It's a best-selling anime based on a mega-hit browser game, in which WW2 battleships are cute girls. Also it's retelling Pacific naval battles of WW2 so that the Allies are evil zombie abominations and victory goes to the adorable, innocent Japan.
I thought it was okay, with my favourite bit being the accidental swearing in the theme song.
Let's discuss moe anthropomorphism. There's a lot of it about. I'm not talking about the computer-girls of Chobits, because that's just SF and there's nothing weird about that. Japan likes turning improbable things into cute girls, e.g. racial slurs (Hinomoto Oniko), jihad terrorists (ISIS-chan), diseases (Ebola-chan), etc. Some anime examples are:
- Aoi Sekai no Chuushin de (computer games)
- Binchou-tan (charcoal)
- Hi sCoool! SeHa Girl (Sega video game hardware)
- Strike Witches (WW2 fighter planes)
- Upotte!! (guns)
I'm boggling about the charcoal. Anyway, KanColle has battleship girls. A bunch of schoolgirls wear tank parts on their backs and limbs, then put on jet ski boots and zoom across the waves. They're cute. They're lovable. They have comedy slice-of-life episodes like the curry competition. They have out-and-proud lesbian relationships. (Someone of them might have sought boyfriends had there been any male battleships, but there aren't.)

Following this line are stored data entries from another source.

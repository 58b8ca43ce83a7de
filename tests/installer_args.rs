//! Argument-handling contract of the `circus` installer binary.

#![cfg(unix)]

mod common;

use common::{FakeTools, circus};

fn run(args: &[&str]) -> (i32, String, String) {
    let home = tempfile::tempdir().expect("temp home");
    let tools = FakeTools::new();
    let output = circus(home.path(), &tools, args)
        .output()
        .expect("run circus");
    (
        output.status.code().unwrap_or(-1),
        String::from_utf8_lossy(&output.stdout).to_string(),
        String::from_utf8_lossy(&output.stderr).to_string(),
    )
}

#[test]
fn help_prints_usage_with_flags_and_roles() {
    let (code, out, _) = run(&["--help"]);
    assert_eq!(code, 0);
    for flag in [
        "--role",
        "--dry-run",
        "--non-interactive",
        "--force",
        "--silent",
        "--log-level",
        "--log-file",
        "--help",
    ] {
        assert!(out.contains(flag), "usage missing {flag}");
    }
    for role in ["developer", "personal", "work"] {
        assert!(out.contains(role), "usage missing role {role}");
    }
}

#[test]
fn help_wins_even_after_a_bad_flag() {
    let (code, out, _) = run(&["--role", "bogus", "--help"]);
    assert_eq!(code, 0);
    assert!(out.contains("Usage:"));
}

#[test]
fn unknown_flag_shows_usage_and_exits_zero() {
    let (code, out, err) = run(&["--frobnicate"]);
    assert_eq!(code, 0);
    assert!(out.contains("Usage:"));
    assert!(err.is_empty());
}

#[test]
fn unknown_positional_shows_usage_and_exits_zero() {
    let (code, out, _) = run(&["install"]);
    assert_eq!(code, 0);
    assert!(out.contains("Usage:"));
}

#[test]
fn invalid_role_fails_and_names_the_value() {
    let (code, _, err) = run(&["--role", "gamer"]);
    assert_eq!(code, 1);
    assert!(err.contains("Invalid role"));
    assert!(err.contains("gamer"));
}

#[test]
fn bare_role_fails_with_requires_a_value() {
    let (code, _, err) = run(&["--role"]);
    assert_eq!(code, 1);
    assert!(err.contains("--role requires a value"));
}

#[test]
fn role_followed_by_flag_fails() {
    let (code, _, err) = run(&["--role", "--dry-run"]);
    assert_eq!(code, 1);
    assert!(err.contains("requires a value"));
}

#[test]
fn invalid_log_level_fails() {
    let (code, _, err) = run(&["--log-level", "LOUD"]);
    assert_eq!(code, 1);
    assert!(err.contains("Invalid log level"));
}

#[test]
fn log_level_is_case_insensitive() {
    // Both spellings must get past parsing; the platform check is rigged to
    // fail so the run stops right after, proving validation succeeded.
    for level in ["debug", "DEBUG"] {
        let home = tempfile::tempdir().expect("temp home");
        let mut tools = FakeTools::new();
        tools.add("uname", "echo Linux");
        let output = circus(
            home.path(),
            &tools,
            &["--log-level", level, "--non-interactive"],
        )
        .output()
        .expect("run circus");
        let err = String::from_utf8_lossy(&output.stderr);
        assert_eq!(output.status.code(), Some(1));
        assert!(
            !err.contains("Invalid log level"),
            "'{level}' was rejected: {err}"
        );
        assert!(err.contains("Preflight check 01"), "got: {err}");
    }
}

That's one of the show's personalities. If you like cute girls doing cute things, watch KanColle! (It's not a fanservice show, though. There are no panty shots and even the clothing damage in battle is family-friendly.) However also...
2. The show's also dealing with war. Named characters can die traumatically, although the impact of this is reduced by the "Marked For Death" war movie cliches before they go off to battle. The show's more than ready to punish main characters hard for getting a rush of blood to the head and charging off solo to be heroic. Fubuki is useless in ep.1 and puts herself through hell in order to improve enough to be useful. The show intermittently takes itself more seriously than you'd expect, which makes for some reasonably decent drama.
3. It's recreating WW2, but with tweaks. The Allies are undead horrors who launched an unprovoked attack on the world, whereas Japan's ship girls are fighting purely in self-defence! Hurrah! Japanese war crimes? The eventual machine-gunning of civilians after capturing Wake Island (ep.3)? Those things never happened! Don't be fooled by details like the Kongou girls being half-English, because the real Kongou-class battlecruiser was indeed built for the Imperial Japanese Navy by Vickers in England, just before WW1. This show is a close enough recreation of military history that even its own characters in the last two episodes start talking about "repeating history" and being "bound by fate". (Apparently at least one surviving Japanese war veteran was surprised to learn that the ship he'd served on was being used in this anime.)
Historical accuracy explains some things that might look unintuitive to the fanboy. The Yamato is an all-conquering super-ship, but this is seen as making her too expensive to risk in battle (as well as being inconveniently resource-hungry).
4. It's adapting the browser game of the same name. That explains the never-seen Admiral, for instance, who in the game is the player. (The English subtitles make him male, but all Japanese references are gender-neutral.) Those instant-repair buckets are also from the game, although the anime had to restrict their availability for drama and hence make their characters look like idiots to anyone who was used to the game mechanics. (In WW2, of course, the Imperial Japanese Navy's supply lines did indeed get stretched thin. It's a conflict of game logic vs. history.)
Personally, I'm not that up-to-date with all the history and so I don't really care about the revisionism. You'd need to be a pretty hardcore viewer to think "Abyssals = U.S. Navy". It's hard to get too offended about a battle against zombies directing swirly death monsters that look like a cross between Tex Avery cartoon sharks and an H.P. Lovecraft nightmare. The nearest it comes to being dodgy is its implication (for drama) that Japan was massively outgunned, whereas in fact it was Japan who had a numerical advantage at Medway. Then there's ep.12's subtle implication that a fallen character had been reborn as the undead, which is tragic and cool but poses thematic problems if you're dead-set on the WW2 revisionism reading.
The show's Engrish is wildly entertaining. Nao Touyama plays Kongou and mostly manages to sound English rather than American, which she didn't in Kiniro Mosaic. That doesn't matter, though. The main attraction is the theme song, which is an all-time great. Anime fans will be revering it for decades to come. Admittedly even a native English speaker might have trouble trying to sing "weigh anchor" without sounding rude, but the injury was self-inflicted. No one was forcing the songwriter to mix Japanese and English like that, or the singer to scream out the relevant words. "The morning light is so bright... WAAANKER!!!"
The show's quite good, I think. It's a reasonably decent war movie, with added cute girl comedy and a late sprinkling of "screw fate". Military war buffs and game fans apparently have issues with it, e.g. the anime's choice of which to use of the game's 160-odd characters. Personally I'm not bothered. However I also wouldn't call the show a runaway brilliant favourite or anything. "Quite good" sums it up, I think.